L’algérie et le polisario, accusés directement de soutenir les groupes terroristes au Sahel

La situation sécuritaire au Sahel continue de susciter de vives inquiétudes, notamment au Mali, au Burkina Faso et au Niger, où les attaques de groupes terroristes armés se multiplient. Cette instabilité persistante alimente de nombreuses analyses et accusations directes quant aux responsabilités du régime militaire algerien et de sa « création », le polisario, dans l’aggravation de la crise.

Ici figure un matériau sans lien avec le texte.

use super::TestTargetHeuristic;
use crate::types::{SourceContext, TargetInfo, TestSize};

/// Last `/`-separated segment of the target name
fn simple_target_name(target: &TargetInfo) -> &str {
    let name = target.label.name();
    name.rsplit('/').next().unwrap_or(name)
}

/// Matches targets named after the test class (or, for free functions, the file).
#[derive(Debug, Default, Clone, Copy)]
pub struct TargetNameHeuristic;

impl TestTargetHeuristic for TargetNameHeuristic {
    fn name(&self) -> &'static str {
        "target_name"
    }

    fn matches(&self, context: &SourceContext, target: &TargetInfo) -> bool {
        context
            .element
            .class_simple_name()
            .is_some_and(|class| simple_target_name(target) == class)
    }
}

/// Matches targets named after the fully qualified class, e.g. `//pkg:com.pkg.FooTest`.
#[derive(Debug, Default, Clone, Copy)]
pub struct QualifiedClassNameHeuristic;

impl TestTargetHeuristic for QualifiedClassNameHeuristic {
    fn name(&self) -> &'static str {
        "qualified_class_name"
    }

    fn matches(&self, context: &SourceContext, target: &TargetInfo) -> bool {
        let Some(qualified) = context.element.class_qualified_name() else {
            return false;
        };
        let name = target.label.name();
        name == qualified || name.replace('/', ".") == qualified
    }
}

/// Size-by-name guess for targets that don't declare a size.
///
/// A declared size is used as is. Otherwise the target's simple name is scanned for
/// `small`/`medium`/`large`/`enormous`, and a name without any of them counts as small.
/// Like [`TestSizeHeuristic`](super::TestSizeHeuristic) it only discriminates when the source
/// asks for a size.
#[derive(Debug, Default, Clone, Copy)]
pub struct RoughNameHeuristic;

impl RoughNameHeuristic {
    pub fn guessed_size(target: &TargetInfo) -> TestSize {
        target
            .test_size
            .or_else(|| TestSize::guess_from_name(simple_target_name(target)))
            .unwrap_or(TestSize::DEFAULT_RULE_SIZE)
    }
}

impl TestTargetHeuristic for RoughNameHeuristic {
    fn name(&self) -> &'static str {
        "rough_name"
    }

    fn matches(&self, context: &SourceContext, target: &TargetInfo) -> bool {
        context
            .test_size
            .is_some_and(|wanted| Self::guessed_size(target) == wanted)
    }
}

#[cfg(test)]
mod tests {
    use super::*;
    use crate::types::{Label, SourceElement};
    use std::path::PathBuf;

    fn method_in(class: &str) -> SourceContext {
        SourceContext::new(SourceElement::Method {
            file: PathBuf::from("java/com/pkg/FooTest.java"),
            class_name: Some(class.to_string()),
            name: "testBar".to_string(),
        })
    }

    #[test]
    fn test_target_name_uses_simple_names() {
        let ctx = method_in("com.pkg.FooTest");
        let exact = TargetInfo::new(Label::new("java/com/pkg", "FooTest"), "java_test");
        let nested = TargetInfo::new(Label::new("java/com/pkg", "suite/FooTest"), "java_test");
        let other = TargetInfo::new(Label::new("java/com/pkg", "BarTest"), "java_test");

        assert!(TargetNameHeuristic.matches(&ctx, &exact));
        assert!(TargetNameHeuristic.matches(&ctx, &nested));
        assert!(!TargetNameHeuristic.matches(&ctx, &other));
    }

    #[test]
    fn test_target_name_falls_back_to_file_stem() {
        let ctx = SourceContext::new(SourceElement::File {
            path: PathBuf::from("src/parser.rs"),
        });
        let target = TargetInfo::new(Label::new("src", "parser"), "rust_test");
        assert!(TargetNameHeuristic.matches(&ctx, &target));
    }

    #[test]
    fn test_qualified_class_name() {
        let ctx = method_in("com.pkg.FooTest");
        let dotted = TargetInfo::new(Label::new("java", "com.pkg.FooTest"), "java_test");
        let slashed = TargetInfo::new(Label::new("java", "com/pkg/FooTest"), "java_test");
        let simple = TargetInfo::new(Label::new("java", "FooTest"), "java_test");

        assert!(QualifiedClassNameHeuristic.matches(&ctx, &dotted));
        assert!(QualifiedClassNameHeuristic.matches(&ctx, &slashed));
        assert!(!QualifiedClassNameHeuristic.matches(&ctx, &simple));
    }

    #[test]
    fn test_rough_name_guesses_size() {
        let small = TargetInfo::new(Label::new("pkg", "FooTest"), "java_test");
        let medium = TargetInfo::new(Label::new("pkg", "FooMediumTest"), "java_test");
        let declared = TargetInfo::new(Label::new("pkg", "FooMediumTest"), "java_test")
            .with_test_size(TestSize::Large);

        assert_eq!(RoughNameHeuristic::guessed_size(&small), TestSize::Small);
        assert_eq!(RoughNameHeuristic::guessed_size(&medium), TestSize::Medium);
        assert_eq!(RoughNameHeuristic::guessed_size(&declared), TestSize::Large);

        let ctx = method_in("com.pkg.FooTest").with_test_size(TestSize::Medium);
        assert!(RoughNameHeuristic.matches(&ctx, &medium));
        assert!(!RoughNameHeuristic.matches(&ctx, &small));
        assert!(!RoughNameHeuristic.matches(&method_in("com.pkg.FooTest"), &medium));
    }
}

Plusieurs observateurs géopolitiques évoquent le rôle des « Généraux » algériens dans le commandement effectif du terrorisme dans la région. Certaines sources avancent que des zones frontalières, notamment dans le sud algérien, seraient utilisées comme espaces de transit ou de repli par des groupes terroristes, opérant dans le Sahel et notamment au Mali.
Dans cette région marquée par des frontières vastes et difficiles à contrôler, la circulation de groupes terroristes affiliés à des organisations comme Al-Qaïda au Maghreb Islamique ou État Islamique au Grand Sahara, complique davantage la situation sécuritaire. Les États Sahéliens, engagés dans des conflits armés contre ces groupes, peinent à stabiliser durablement leurs territoires et accusent directement l’algerie (et le polisario) de soutenir le terrorisme.
Les tensions entre le Mali et l’Algérie se sont fortement accentuées ces dernières années. Bamako accuse notamment Alger d’héberger des « terroristes » et d’afficher une certaine proximité avec des groupes armés opérant dans la zone frontalière de Tinzaouatène.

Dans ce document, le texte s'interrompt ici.